Pertobatan itu membebaskan, memerdekakan seorang pendosa!
Rasa bersalah harus diatasi. Tentunya anda pernah mengalami seperti saya sendiri alami: tetap merasa bersalah, meskipun setelah keluar dari kamar pengakuan, artinya setelah menerima Sakramen Rekonsiliasi atau setelah memohon maaf kepada seorang sahabat karib. Anda tahu bahwa Allah telah mengampunimu, tetapi suara hatimu masih saja mengganggu. Anda tahu bahwa Allah tidak ingin melihat anda terikat oleh rasa bersalah dan malu, namun anda tak dapat mengusir perasaan negatif tersebut. Bagaimana anda membuat dirimu bebas?
Langkah pertama yang anda harus lakukan adalah mengakui kuasa penyembuhan dari Allah setiap kali anda mohon pengampunan atau menerima absolusi dari imam (Bapak pengakuan). Dalam iman terimalah bahwa Allah telah mengampuni anda dan ingin menyembuhkanmu. Lawanlah rasa bersalah yang menghantui dirimu! Jangan sampai rasa bersalah itu menguasai suara hatimu. Percayalah bahwa kesembuhan telah terjadi, meskipun anda tidak merasakannya.

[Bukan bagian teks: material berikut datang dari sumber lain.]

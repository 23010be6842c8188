//! lifesim-core: world-state snapshots and the save/load pipeline for a
//! life-simulation game.
//!
//! LAYERS (top depends on bottom, never the reverse):
//!   session      — wires one of everything below
//!   resume       — bootstrap and two-phase restore
//!   orchestrator — save tiers, cooldown, reentrancy guard
//!   aggregator   — snapshot capture and deep-merged load
//!   backend      — SaveStore (SQLite) or FallbackBackend (flat store)

pub mod aggregator;
pub mod backend;
pub mod clock;
pub mod collaborators;
pub mod config;
pub mod error;
pub mod fallback;
pub mod merge;
pub mod migration;
pub mod narrative;
pub mod orchestrator;
pub mod resume;
pub mod rng;
pub mod session;
pub mod snapshot;
pub mod state;
pub mod store;
pub mod subsystem;
pub mod types;
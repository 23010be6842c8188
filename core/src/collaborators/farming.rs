use crate::{
    error::SaveResult,
    subsystem::{capture_state, restore_state, Snapshottable},
};
use serde::{Deserialize, Serialize};
use serde_json::{json, Value};
use std::any::Any;

/// Growth stage at which a crop can be harvested.
pub const HARVEST_STAGE: u32 = 4;

#[derive(Debug, Clone, Default, Serialize, Deserialize, PartialEq)]
#[serde(rename_all = "camelCase")]
pub struct Plot {
    pub id:      u32,
    pub crop:    Option<String>,
    pub stage:   u32,
    pub watered: bool,
}

#[derive(Debug, Clone, Default, Serialize, Deserialize, PartialEq)]
#[serde(rename_all = "camelCase")]
pub struct FarmingState {
    pub plots: Vec<Plot>,
}

pub struct FarmingSystem {
    pub state:  FarmingState,
    plot_count: u32,
}

impl FarmingSystem {
    pub fn new(plot_count: u32) -> Self {
        Self { state: Self::empty_field(plot_count), plot_count }
    }

    fn empty_field(plot_count: u32) -> FarmingState {
        FarmingState {
            plots: (0..plot_count).map(|id| Plot { id, ..Plot::default() }).collect(),
        }
    }

    pub fn plant(&mut self, plot_id: u32, crop: &str) -> bool {
        match self.state.plots.iter_mut().find(|p| p.id == plot_id && p.crop.is_none()) {
            Some(plot) => {
                plot.crop = Some(crop.to_string());
                plot.stage = 0;
                true
            }
            None => false,
        }
    }

    pub fn water_all(&mut self) {
        for plot in self.state.plots.iter_mut().filter(|p| p.crop.is_some()) {
            plot.watered = true;
        }
    }

    /// Overnight growth: watered crops advance one stage.
    pub fn grow_overnight(&mut self) {
        for plot in &mut self.state.plots {
            if plot.crop.is_some() && plot.watered && plot.stage < HARVEST_STAGE {
                plot.stage += 1;
            }
            plot.watered = false;
        }
    }

    pub fn harvest(&mut self, plot_id: u32) -> Option<String> {
        let plot = self.state.plots.iter_mut().find(|p| p.id == plot_id)?;
        if plot.stage < HARVEST_STAGE {
            return None;
        }
        plot.stage = 0;
        plot.crop.take()
    }
}

impl Snapshottable for FarmingSystem {
    fn key(&self) -> &'static str { "farming" }

    fn capture(&self) -> SaveResult<Value> {
        capture_state(&self.state)
    }

    fn restore(&mut self, data: Option<&Value>) -> SaveResult<()> {
        restore_state(&mut self.state, data)
    }

    fn identity(&self) -> Value {
        json!({ "key": self.key(), "plotCount": self.plot_count })
    }

    fn reset(&mut self) {
        self.state = Self::empty_field(self.plot_count);
    }

    fn as_any(&self) -> &dyn Any { self }
    fn as_any_mut(&mut self) -> &mut dyn Any { self }
}
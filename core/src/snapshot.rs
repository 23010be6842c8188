//! Snapshot serialization — full world state to/from JSON.
//!
//! A snapshot is built on demand by the aggregator, handed to the store
//! inside a SaveRecord, and dropped. It is never kept as a live object.

use crate::{
    merge::StateTree,
    narrative::SceneNode,
    state::WorldState,
    types::{Millis, SaveId, SaveTier, SessionId},
};
use serde::{Deserialize, Serialize};
use serde_json::Value;
use std::collections::BTreeMap;

/// Bumped whenever the default template gains or changes fields.
pub const SNAPSHOT_VERSION: u32 = 2;

#[derive(Debug, Clone, Serialize, Deserialize, PartialEq)]
pub struct Snapshot {
    pub version: u32,
    #[serde(flatten)]
    pub state: WorldState,
    /// Collaborator blobs by registration key.
    #[serde(default)]
    pub subsystems: BTreeMap<String, Value>,
    /// Rendered transcript markup. Opaque, replayed verbatim.
    #[serde(default, skip_serializing_if = "Option::is_none")]
    pub transcript: Option<String>,
}

impl Snapshot {
    pub fn to_value(&self) -> serde_json::Result<Value> {
        serde_json::to_value(self)
    }
}

/// Narrative position at capture time. The node is a full copy: generated
/// branches cannot be looked up by id when the save is loaded.
#[derive(Debug, Clone, Serialize, Deserialize, PartialEq)]
#[serde(rename_all = "camelCase")]
pub struct PendingSceneData {
    pub scene:              SceneNode,
    pub current_text_index: usize,
    pub is_in_choice:       bool,
}

#[derive(Debug, Clone, Serialize, Deserialize, PartialEq)]
#[serde(rename_all = "camelCase")]
pub struct SaveRecord {
    pub id:        Option<SaveId>,
    #[serde(rename = "type")]
    pub tier:      SaveTier,
    pub slot:      Option<u32>,
    pub name:      String,
    pub timestamp: Millis,
    /// Kept raw so loading can tell which template keys the save predates.
    pub game_data: Value,
}

impl SaveRecord {
    pub fn new(
        tier: SaveTier,
        slot: Option<u32>,
        name: impl Into<String>,
        timestamp: Millis,
        game_data: Value,
    ) -> Self {
        Self {
            id: None,
            tier,
            slot,
            name: name.into(),
            timestamp,
            game_data,
        }
    }

    /// Player health, when present. Used by summaries and tests.
    pub fn player_health(&self) -> Option<i64> {
        self.game_data
            .pointer("/player/stats/health")
            .and_then(Value::as_i64)
    }
}

/// Forensic log row. Append-only; never used for rollback.
#[derive(Debug, Clone, Serialize, Deserialize, PartialEq)]
pub struct MigrationLogEntry {
    #[serde(default)]
    pub id:        Option<i64>,
    pub action:    String,
    pub details:   String,
    pub timestamp: Millis,
    pub success:   bool,
}

impl MigrationLogEntry {
    pub fn new(
        action: &str,
        details: impl Into<String>,
        timestamp: Millis,
        success: bool,
    ) -> Self {
        Self {
            id: None,
            action: action.to_string(),
            details: details.into(),
            timestamp,
            success,
        }
    }
}

/// Stable `action` values written to the migration log.
pub mod log_action {
    pub const SCHEMA_MIGRATION:  &str = "schema_migration";
    pub const LEGACY_MIGRATION:  &str = "legacy_migration";
    pub const CAPTURE_DEGRADED:  &str = "snapshot_capture_degraded";
    pub const RESTORE_DEGRADED:  &str = "collaborator_restore_failed";
    pub const AUTO_SAVE_FAILED:  &str = "auto_save_failed";
    pub const SAVE_FAILED:       &str = "save_failed";
    pub const CORRUPT_RECORD:    &str = "corrupt_record";
    pub const LOAD_FAILED:       &str = "load_failed";
    pub const QUICK_EVICTION:    &str = "quick_slot_eviction";
    pub const FALLBACK_MIGRATION: &str = "fallback_migration";
}

/// The single current-session row.
#[derive(Debug, Clone, Serialize, Deserialize, PartialEq)]
#[serde(rename_all = "camelCase")]
pub struct CurrentGameState {
    pub session_id:     SessionId,
    pub last_save_id:   Option<SaveId>,
    pub last_save_type: Option<SaveTier>,
    pub updated_at:     Millis,
}

/// A snapshot is usable only if it carries a time block and a player
/// stats block. Anything less is treated as absent, never applied.
pub fn validate_snapshot(value: &Value) -> Result<(), String> {
    let tree = StateTree::from(value.clone());
    if !tree.is_branch() {
        return Err("snapshot is not an object".into());
    }
    if !tree.get("time").is_some_and(StateTree::is_branch) {
        return Err("missing time block".into());
    }
    let stats = tree.get("player").and_then(|p| p.get("stats"));
    if !stats.is_some_and(StateTree::is_branch) {
        return Err("missing player.stats block".into());
    }
    Ok(())
}
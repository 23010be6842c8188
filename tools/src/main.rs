//! save-runner: headless session runner for the lifesim save pipeline.
//!
//! Usage:
//!   save-runner --db saves.db --minutes 600
//!   save-runner --config lifesim.json --new-game --seed 7
//!   save-runner --db saves.db --legacy old_save.json --dump

use anyhow::{Context, Result};
use lifesim_core::{
    clock::SystemClock,
    config::SaveConfig,
    fallback::FlatStore,
    orchestrator::{Notice, SaveOutcome},
    resume::{BootstrapOutcome, BootstrapRequest},
    session::GameSession,
};
use std::env;

/// Game minutes per simulated step.
const STEP_MINUTES: u64 = 10;

fn main() -> Result<()> {
    env_logger::init();

    let args: Vec<String> = env::args().collect();
    let seed = parse_arg(&args, "--seed", 42u64);
    let minutes = parse_arg(&args, "--minutes", 180u64);
    let new_game = args.iter().any(|a| a == "--new-game");
    let dump = args.iter().any(|a| a == "--dump");

    let mut config = match flag_value(&args, "--config") {
        Some(path) => SaveConfig::load(path)?,
        None => SaveConfig::default(),
    };
    if let Some(db) = flag_value(&args, "--db") {
        config.db_path = db.to_string();
    }

    if let Some(legacy) = flag_value(&args, "--legacy") {
        seed_legacy_save(&config, legacy)?;
    }

    println!("lifesim save-runner");
    println!("  db:        {}", config.db_path);
    println!("  fallback:  {}", config.fallback_path.as_deref().unwrap_or("(memory)"));
    println!("  seed:      {seed}");
    println!("  minutes:   {minutes}");
    println!();

    let mut session = GameSession::build(config, Box::new(SystemClock), seed)?;
    if let Some(outcome) = session.legacy_outcome() {
        println!("legacy migration: {outcome:?}");
    }

    let outcome = if new_game {
        session.bootstrap(BootstrapRequest::NewGame)
    } else {
        session.continue_game()
    };
    match outcome {
        BootstrapOutcome::Resumed { save_id } => println!("resumed from save {save_id}"),
        BootstrapOutcome::NewGame { reason } => println!("new game ({reason:?})"),
        BootstrapOutcome::AlreadyLoaded => println!("already loaded"),
    }

    run_day(&mut session, minutes)?;

    session.quick_save()?;
    let checkpoint = format!("Day {} checkpoint", session.world().state().time.day);
    session.manual_save(&checkpoint)?;

    print_summary(&mut session)?;
    if dump {
        let snapshot = session.world().snapshot();
        println!();
        println!("{}", serde_json::to_string_pretty(&snapshot)?);
    }
    Ok(())
}

/// Advance the clock in fixed steps and walk the opening scenes.
fn run_day(session: &mut GameSession, minutes: u64) -> Result<()> {
    let scenes = ["village_square", "farmhouse", "forest_clearing"];
    let steps = minutes / STEP_MINUTES;

    for step in 0..steps {
        if let Some(outcome) = session.advance_time(STEP_MINUTES) {
            report("interval", &outcome);
        }
        if step % 6 == 5 {
            let scene = scenes[(step / 6) as usize % scenes.len()];
            if let Some(outcome) = session.transition_scene(scene)? {
                report(scene, &outcome);
            }
        }
    }
    Ok(())
}

fn report(trigger: &str, outcome: &SaveOutcome) {
    match outcome {
        SaveOutcome::Saved { id, tier, .. } => println!("  [{trigger}] {tier} save -> {id}"),
        SaveOutcome::Skipped(reason) => log::debug!("[{trigger}] skipped: {reason:?}"),
        SaveOutcome::Failed { message } => println!("  [{trigger}] auto-save failed: {message}"),
    }
}

/// Put the contents of `path` under the legacy key so the next build
/// migrates it.
fn seed_legacy_save(config: &SaveConfig, path: &str) -> Result<()> {
    let raw = std::fs::read_to_string(path).with_context(|| format!("Cannot read {path}"))?;
    let fallback = config
        .fallback_path
        .as_deref()
        .context("--legacy needs a fallback_path to write into")?;
    let mut flat = FlatStore::open(fallback, config.fallback_quota_bytes)?;
    flat.set_item(&config.legacy_key, &raw)?;
    println!("seeded legacy save from {path} ({} bytes)", raw.len());
    Ok(())
}

fn print_summary(session: &mut GameSession) -> Result<()> {
    let state = session.world().state();
    println!();
    println!("=== SESSION SUMMARY ===");
    println!("  session:   {}", session.session_id());
    println!("  backend:   {:?}", session.backend_kind());
    println!(
        "  time:      day {} {:02}:{:02} ({:?})",
        state.time.day, state.time.hour, state.time.minute, state.time.weekday
    );
    println!("  weather:   {}", state.environment.weather);
    println!("  scene:     {}", state.story.current_scene_id.as_deref().unwrap_or("-"));
    println!("  health:    {}/{}", state.player.stats.health, state.player.stats.max_health);

    println!();
    println!("=== SAVES ===");
    for record in session.list_saves(None)? {
        println!(
            "  #{:<4} {:<6} slot={:<4} {:<24} {}",
            record.id.unwrap_or_default(),
            record.tier.as_str(),
            record.slot.map_or("-".to_string(), |s| s.to_string()),
            record.name,
            format_timestamp(record.timestamp),
        );
    }

    let notices = session.take_notices();
    if !notices.is_empty() {
        println!();
        println!("=== NOTICES ===");
        for notice in notices {
            match notice {
                Notice::Saved { tier, id, name } => println!("  saved {tier} #{id} '{name}'"),
                Notice::SaveFailed { tier, message } => println!("  {tier} save FAILED: {message}"),
                Notice::DegradedMode { reason } => println!("  degraded mode: {reason}"),
                Notice::LoadFailed { message } => println!("  load FAILED: {message}"),
            }
        }
    }

    let log = session.migration_log()?;
    println!();
    println!("=== MIGRATION LOG ({} entries) ===", log.len());
    for entry in log.iter().rev().take(5) {
        let mark = if entry.success { "ok " } else { "ERR" };
        println!("  {mark} {:<28} {}", entry.action, entry.details);
    }
    Ok(())
}

fn format_timestamp(millis: i64) -> String {
    chrono::DateTime::from_timestamp_millis(millis)
        .map(|t| t.format("%Y-%m-%d %H:%M:%S").to_string())
        .unwrap_or_else(|| millis.to_string())
}

fn flag_value<'a>(args: &'a [String], flag: &str) -> Option<&'a str> {
    args.windows(2)
        .find(|w| w[0] == flag)
        .map(|w| w[1].as_str())
}

fn parse_arg<T: std::str::FromStr + Copy>(args: &[String], flag: &str, default: T) -> T {
    args.windows(2)
        .find(|w| w[0] == flag)
        .and_then(|w| w[1].parse().ok())
        .unwrap_or(default)
}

Apabila pikiran kita terus membangkit-bangkitkan kenangan akan dosa masa lampau, mohonlah kepada Roh Kudus agar memerintah dalam pikiran-pikiran anda. Sungguh sesuatu yang menakjubkan, apabila ingatan kita dapat melakukan re-play adegan-adegan (dosa) yang sama sehingga menyebabkan kita merasa dicengkeram oleh rasa bersalah. Rasa malu karena utang keuangan di masa lalu, rasa bersalah karena dosa seksual atau perselingkuhan di masa lampau. Bahkan kalimat yang bersifat mengingatkan dari orang-orang terdekat kita saja dapat kita tanggapi dengan kata-kata kasar dan menyakitkan. Begitu hal seperti ini terjadi, berpalinglah dengan cepat kepada Tuhan: “Roh Kudus Allah, aku tahu Engkau berdiam di dalam diriku. Aku menyerahkan segenap pikiran dan ingatan-kenanganku kepada-Mu. Datanglah dan bebaskanlah aku!”
Akhirnya, akuilah bahwa cinta-kasih Allah kepada anda jauh lebih besar daripada dosa apa saja yang pernah melibatkan serta menjerumuskan dirimu. Nyatakanlah dalam hatimu bahwa Allah ingin membebaskan anda karena Dia begitu mengasihimu sehingga Dia tidak mau membiarkan anda tetap ‘terjebak’ dalam kegelapan.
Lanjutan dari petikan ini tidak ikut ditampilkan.